> Source material:
————————

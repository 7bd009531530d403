use std::fmt;

use bitflags::bitflags;
use serde::Serialize;

bitflags! {
    /// Class-level access flags from the `access_flags` item of a class file.
    pub struct ClassFlags: u16 {
        const PUBLIC     = 0x0001;
        const FINAL      = 0x0010;
        const SUPER      = 0x0020;
        const INTERFACE  = 0x0200;
        const ABSTRACT   = 0x0400;
        const SYNTHETIC  = 0x1000;
        const ANNOTATION = 0x2000;
        const ENUM       = 0x4000;
    }
}

bitflags! {
    /// Field access flags.
    pub struct FieldFlags: u16 {
        const PUBLIC    = 0x0001;
        const PRIVATE   = 0x0002;
        const PROTECTED = 0x0004;
        const STATIC    = 0x0008;
        const FINAL     = 0x0010;
        const VOLATILE  = 0x0040;
        const TRANSIENT = 0x0080;
        const SYNTHETIC = 0x1000;
        const ENUM      = 0x4000;
    }
}

bitflags! {
    /// Method access flags.
    pub struct MethodFlags: u16 {
        const PUBLIC       = 0x0001;
        const PRIVATE      = 0x0002;
        const PROTECTED    = 0x0004;
        const STATIC       = 0x0008;
        const FINAL        = 0x0010;
        const SYNCHRONIZED = 0x0020;
        const BRIDGE       = 0x0040;
        const VARARGS      = 0x0080;
        const NATIVE       = 0x0100;
        const ABSTRACT     = 0x0400;
        const STRICT       = 0x0800;
        const SYNTHETIC    = 0x1000;
    }
}

/// Declared visibility of a class member, widest-last so instances order by reach.
#[derive(Clone, Copy, Debug, PartialEq, Eq, PartialOrd, Ord, Hash, Serialize)]
pub enum AccessLevel {
    Private,
    PackagePrivate,
    Protected,
    Public,
}

impl fmt::Display for AccessLevel {
    fn fmt(&self, f: &mut fmt::Formatter<'_>) -> fmt::Result {
        let text = match self {
            AccessLevel::Private => "private",
            AccessLevel::PackagePrivate => "package-private",
            AccessLevel::Protected => "protected",
            AccessLevel::Public => "public",
        };
        f.write_str(text)
    }
}

fn access_level(public: bool, protected: bool, private: bool) -> AccessLevel {
    if public {
        AccessLevel::Public
    } else if protected {
        AccessLevel::Protected
    } else if private {
        AccessLevel::Private
    } else {
        AccessLevel::PackagePrivate
    }
}

/// Immutable structural facts parsed from one class file.
///
/// Names are in internal binary form (slash-separated). Parsing never
/// resolves any of the symbolic references held here.
#[derive(Clone, Debug)]
pub struct BinaryClass {
    pub name: String,
    pub super_name: Option<String>,
    pub interfaces: Vec<String>,
    pub flags: ClassFlags,
    pub fields: Vec<Field>,
    pub methods: Vec<Method>,
}

impl BinaryClass {
    pub fn is_interface(&self) -> bool {
        self.flags.contains(ClassFlags::INTERFACE)
    }

    pub fn is_abstract(&self) -> bool {
        self.flags.contains(ClassFlags::ABSTRACT)
    }

    pub fn is_final(&self) -> bool {
        self.flags.contains(ClassFlags::FINAL)
    }

    /// Package prefix of the binary name, empty for the default package.
    pub fn package(&self) -> &str {
        package_of(&self.name)
    }

    pub fn find_method(&self, name: &str, descriptor: &str) -> Option<&Method> {
        self.methods
            .iter()
            .find(|m| m.name == name && m.descriptor == descriptor)
    }

    pub fn find_field(&self, name: &str, descriptor: &str) -> Option<&Field> {
        self.fields
            .iter()
            .find(|f| f.name == name && f.descriptor == descriptor)
    }
}

/// Package prefix of a binary name, empty for the default package.
pub fn package_of(name: &str) -> &str {
    match name.rfind('/') {
        Some(index) => &name[..index],
        None => "",
    }
}

/// One declared field of a [`BinaryClass`].
#[derive(Clone, Debug)]
pub struct Field {
    pub name: String,
    pub descriptor: String,
    pub flags: FieldFlags,
}

impl Field {
    pub fn is_static(&self) -> bool {
        self.flags.contains(FieldFlags::STATIC)
    }

    pub fn is_final(&self) -> bool {
        self.flags.contains(FieldFlags::FINAL)
    }

    pub fn access_level(&self) -> AccessLevel {
        access_level(
            self.flags.contains(FieldFlags::PUBLIC),
            self.flags.contains(FieldFlags::PROTECTED),
            self.flags.contains(FieldFlags::PRIVATE),
        )
    }
}

/// One declared method of a [`BinaryClass`], with its linkage-relevant
/// instruction list and the reference types its metadata mentions.
#[derive(Clone, Debug)]
pub struct Method {
    pub name: String,
    pub descriptor: String,
    pub flags: MethodFlags,
    pub instructions: Vec<Instruction>,
    /// Classes named by the `Exceptions` attribute (declared `throws`).
    pub declared_exceptions: Vec<String>,
    /// Classes named by try/catch handler entries.
    pub catch_types: Vec<String>,
    /// Reference types named by the local variable table.
    pub local_variable_types: Vec<String>,
}

impl Method {
    pub fn is_static(&self) -> bool {
        self.flags.contains(MethodFlags::STATIC)
    }

    pub fn is_final(&self) -> bool {
        self.flags.contains(MethodFlags::FINAL)
    }

    pub fn is_abstract(&self) -> bool {
        self.flags.contains(MethodFlags::ABSTRACT)
    }

    pub fn is_private(&self) -> bool {
        self.flags.contains(MethodFlags::PRIVATE)
    }

    pub fn is_bridge(&self) -> bool {
        self.flags.contains(MethodFlags::BRIDGE)
    }

    pub fn is_synthetic(&self) -> bool {
        self.flags.contains(MethodFlags::SYNTHETIC)
    }

    pub fn is_constructor(&self) -> bool {
        self.name == "<init>"
    }

    pub fn is_class_initializer(&self) -> bool {
        self.name == "<clinit>"
    }

    /// Compiler-generated accessor bridging a private member to a nested class.
    pub fn is_accessor_stub(&self) -> bool {
        self.name.starts_with("access$")
    }

    pub fn access_level(&self) -> AccessLevel {
        access_level(
            self.flags.contains(MethodFlags::PUBLIC),
            self.flags.contains(MethodFlags::PROTECTED),
            self.flags.contains(MethodFlags::PRIVATE),
        )
    }
}

/// Invocation opcode category.
#[derive(Clone, Copy, Debug, PartialEq, Eq, PartialOrd, Ord, Hash)]
pub enum InvokeKind {
    Virtual,
    Static,
    Special,
    Interface,
}

impl InvokeKind {
    pub fn is_instance(self) -> bool {
        self != InvokeKind::Static
    }
}

/// Field access opcode category.
#[derive(Clone, Copy, Debug, PartialEq, Eq, PartialOrd, Ord, Hash)]
pub enum FieldAccessKind {
    GetStatic,
    PutStatic,
    GetField,
    PutField,
}

impl FieldAccessKind {
    pub fn is_static(self) -> bool {
        matches!(self, FieldAccessKind::GetStatic | FieldAccessKind::PutStatic)
    }

    pub fn is_put(self) -> bool {
        matches!(self, FieldAccessKind::PutStatic | FieldAccessKind::PutField)
    }
}

/// Type reference opcode category.
#[derive(Clone, Copy, Debug, PartialEq, Eq, PartialOrd, Ord, Hash)]
pub enum TypeRefKind {
    New,
    CheckCast,
    InstanceOf,
    ANewArray,
    MultiANewArray,
}

/// A bytecode instruction carrying a symbolic reference.
///
/// Opcodes without linkage relevance are discarded at parse time.
#[derive(Clone, Debug, PartialEq, Eq)]
pub enum Instruction {
    InvokeMethod {
        owner: String,
        name: String,
        descriptor: String,
        kind: InvokeKind,
    },
    FieldAccess {
        owner: String,
        name: String,
        descriptor: String,
        kind: FieldAccessKind,
    },
    TypeReference {
        class_name: String,
        kind: TypeRefKind,
    },
}
//! Class file parsing into the [`BinaryClass`] model.
//!
//! Parsing only extracts structural facts; no symbolic reference is resolved
//! here. Any class file version with a syntactically valid layout is
//! accepted, semantic legality is the rule set's concern.

mod constant_pool;
mod opcodes;
mod reader;

use byteorder::{BigEndian, ByteOrder};
use thiserror::Error;

use crate::descriptor;
use crate::model::{
    BinaryClass, ClassFlags, Field, FieldAccessKind, FieldFlags, Instruction, InvokeKind, Method,
    MethodFlags, TypeRefKind,
};
use constant_pool::ConstantPool;
use reader::ClassReader;

const MAGIC: u32 = 0xCAFE_BABE;

/// Structural failure while parsing class bytes.
///
/// Localized to the offending class; a verification run reports it as a
/// class-scoped finding and moves on.
#[derive(Debug, Error)]
pub enum ParseError {
    #[error("bad magic number 0x{0:08x}")]
    BadMagic(u32),
    #[error("unexpected end of class file at offset {0}")]
    UnexpectedEof(usize),
    #[error("unknown constant pool tag {tag} at index {index}")]
    UnknownPoolTag { tag: u8, index: u16 },
    #[error("constant pool index {0} out of range")]
    BadPoolIndex(u16),
    #[error("constant pool entry {index} is not a {expected}")]
    WrongPoolEntry { index: u16, expected: &'static str },
    #[error("code attribute truncated at offset {0}")]
    TruncatedCode(usize),
    #[error("unknown opcode 0x{opcode:02x} at offset {offset}")]
    UnknownOpcode { opcode: u8, offset: usize },
}

/// Parse one class file into its immutable structural model.
pub fn parse(bytes: &[u8]) -> Result<BinaryClass, ParseError> {
    let mut reader = ClassReader::new(bytes);

    let magic = reader.u32()?;
    if magic != MAGIC {
        return Err(ParseError::BadMagic(magic));
    }
    // Minor and major version: tolerated whatever they are.
    reader.skip(4)?;

    let pool = ConstantPool::parse(&mut reader)?;

    let flags = ClassFlags::from_bits_truncate(reader.u16()?);
    let this_class = reader.u16()?;
    let name = pool.class_name(this_class)?.to_string();
    let super_index = reader.u16()?;
    let super_name = pool.optional_class_name(super_index)?.map(str::to_string);

    let interface_count = reader.u16()?;
    let mut interfaces = Vec::with_capacity(interface_count as usize);
    for _ in 0..interface_count {
        interfaces.push(pool.class_name(reader.u16()?)?.to_string());
    }

    let field_count = reader.u16()?;
    let mut fields = Vec::with_capacity(field_count as usize);
    for _ in 0..field_count {
        let field_flags = FieldFlags::from_bits_truncate(reader.u16()?);
        let field_name = pool.utf8(reader.u16()?)?.to_string();
        let field_descriptor = pool.utf8(reader.u16()?)?.to_string();
        skip_attributes(&mut reader)?;
        fields.push(Field {
            name: field_name,
            descriptor: field_descriptor,
            flags: field_flags,
        });
    }

    let method_count = reader.u16()?;
    let mut methods = Vec::with_capacity(method_count as usize);
    for _ in 0..method_count {
        methods.push(parse_method(&mut reader, &pool)?);
    }

    // Class-level attributes carry nothing this model keeps.
    skip_attributes(&mut reader)?;

    Ok(BinaryClass {
        name,
        super_name,
        interfaces,
        flags,
        fields,
        methods,
    })
}

fn skip_attributes(reader: &mut ClassReader<'_>) -> Result<(), ParseError> {
    let count = reader.u16()?;
    for _ in 0..count {
        // attribute_name_index
        reader.skip(2)?;
        let length = reader.u32()? as usize;
        reader.skip(length)?;
    }
    Ok(())
}

fn parse_method(reader: &mut ClassReader<'_>, pool: &ConstantPool) -> Result<Method, ParseError> {
    let flags = MethodFlags::from_bits_truncate(reader.u16()?);
    let name = pool.utf8(reader.u16()?)?.to_string();
    let descriptor = pool.utf8(reader.u16()?)?.to_string();

    let mut instructions = Vec::new();
    let mut declared_exceptions = Vec::new();
    let mut catch_types = Vec::new();
    let mut local_variable_types = Vec::new();

    let attribute_count = reader.u16()?;
    for _ in 0..attribute_count {
        let attribute_name = pool.utf8(reader.u16()?)?;
        let attribute_length = reader.u32()? as usize;
        match attribute_name {
            "Code" => {
                let data = reader.bytes(attribute_length)?;
                let code = parse_code(data, pool)?;
                instructions = code.instructions;
                catch_types = code.catch_types;
                local_variable_types = code.local_variable_types;
            }
            "Exceptions" => {
                let data = reader.bytes(attribute_length)?;
                let mut inner = ClassReader::new(data);
                let count = inner.u16()?;
                for _ in 0..count {
                    declared_exceptions.push(pool.class_name(inner.u16()?)?.to_string());
                }
            }
            _ => reader.skip(attribute_length)?,
        }
    }

    Ok(Method {
        name,
        descriptor,
        flags,
        instructions,
        declared_exceptions,
        catch_types,
        local_variable_types,
    })
}

struct CodeFacts {
    instructions: Vec<Instruction>,
    catch_types: Vec<String>,
    local_variable_types: Vec<String>,
}

fn parse_code(data: &[u8], pool: &ConstantPool) -> Result<CodeFacts, ParseError> {
    let mut reader = ClassReader::new(data);
    // max_stack, max_locals: no linkage relevance.
    reader.skip(4)?;
    let code_length = reader.u32()? as usize;
    let code = reader.bytes(code_length)?;
    let instructions = extract_instructions(code, pool)?;

    let mut catch_types = Vec::new();
    let handler_count = reader.u16()?;
    for _ in 0..handler_count {
        // start_pc, end_pc, handler_pc.
        reader.skip(6)?;
        let catch_type = reader.u16()?;
        if let Some(class) = pool.optional_class_name(catch_type)? {
            let class = class.to_string();
            if !catch_types.contains(&class) {
                catch_types.push(class);
            }
        }
    }

    let mut local_variable_types = Vec::new();
    let attribute_count = reader.u16()?;
    for _ in 0..attribute_count {
        let attribute_name = pool.utf8(reader.u16()?)?;
        let attribute_length = reader.u32()? as usize;
        match attribute_name {
            "LocalVariableTable" => {
                let data = reader.bytes(attribute_length)?;
                let mut inner = ClassReader::new(data);
                let count = inner.u16()?;
                for _ in 0..count {
                    // start_pc, length, name_index.
                    inner.skip(6)?;
                    let variable_descriptor = pool.utf8(inner.u16()?)?;
                    inner.skip(2)?;
                    if let Some(class) = descriptor::element_class(variable_descriptor) {
                        let class = class.to_string();
                        if !local_variable_types.contains(&class) {
                            local_variable_types.push(class);
                        }
                    }
                }
            }
            _ => reader.skip(attribute_length)?,
        }
    }

    Ok(CodeFacts {
        instructions,
        catch_types,
        local_variable_types,
    })
}

/// Walk the bytecode and keep only instructions carrying symbolic references.
fn extract_instructions(code: &[u8], pool: &ConstantPool) -> Result<Vec<Instruction>, ParseError> {
    let mut instructions = Vec::new();
    let mut offset = 0usize;
    while offset < code.len() {
        let opcode = code[offset];
        let length = opcodes::instruction_length(code, offset)?;

        let invoke_kind = match opcode {
            opcodes::INVOKEVIRTUAL => Some(InvokeKind::Virtual),
            opcodes::INVOKESPECIAL => Some(InvokeKind::Special),
            opcodes::INVOKESTATIC => Some(InvokeKind::Static),
            opcodes::INVOKEINTERFACE => Some(InvokeKind::Interface),
            _ => None,
        };
        let field_kind = match opcode {
            opcodes::GETSTATIC => Some(FieldAccessKind::GetStatic),
            opcodes::PUTSTATIC => Some(FieldAccessKind::PutStatic),
            opcodes::GETFIELD => Some(FieldAccessKind::GetField),
            opcodes::PUTFIELD => Some(FieldAccessKind::PutField),
            _ => None,
        };
        let type_kind = match opcode {
            opcodes::NEW => Some(TypeRefKind::New),
            opcodes::CHECKCAST => Some(TypeRefKind::CheckCast),
            opcodes::INSTANCEOF => Some(TypeRefKind::InstanceOf),
            opcodes::ANEWARRAY => Some(TypeRefKind::ANewArray),
            opcodes::MULTIANEWARRAY => Some(TypeRefKind::MultiANewArray),
            _ => None,
        };

        if let Some(kind) = invoke_kind {
            let (owner, name, descriptor) = pool.member_ref(operand_index(code, offset))?;
            instructions.push(Instruction::InvokeMethod {
                owner: owner.to_string(),
                name: name.to_string(),
                descriptor: descriptor.to_string(),
                kind,
            });
        } else if let Some(kind) = field_kind {
            let (owner, name, descriptor) = pool.member_ref(operand_index(code, offset))?;
            instructions.push(Instruction::FieldAccess {
                owner: owner.to_string(),
                name: name.to_string(),
                descriptor: descriptor.to_string(),
                kind,
            });
        } else if let Some(kind) = type_kind {
            let raw = pool.class_name(operand_index(code, offset))?;
            // Primitive array allocations carry no class reference.
            if let Some(class) = descriptor::class_entry_reference(raw) {
                instructions.push(Instruction::TypeReference {
                    class_name: class.to_string(),
                    kind,
                });
            }
        }

        offset += length;
    }
    Ok(instructions)
}

/// Constant pool index operand of a reference instruction. The instruction
/// length was validated beforehand, so the operand bytes are present.
fn operand_index(code: &[u8], offset: usize) -> u16 {
    BigEndian::read_u16(&code[offset + 1..offset + 3])
}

————————

> Exercise objective: Name the number of lines in the listing that contain the word "fields", and only that number.

> Problem solution: 5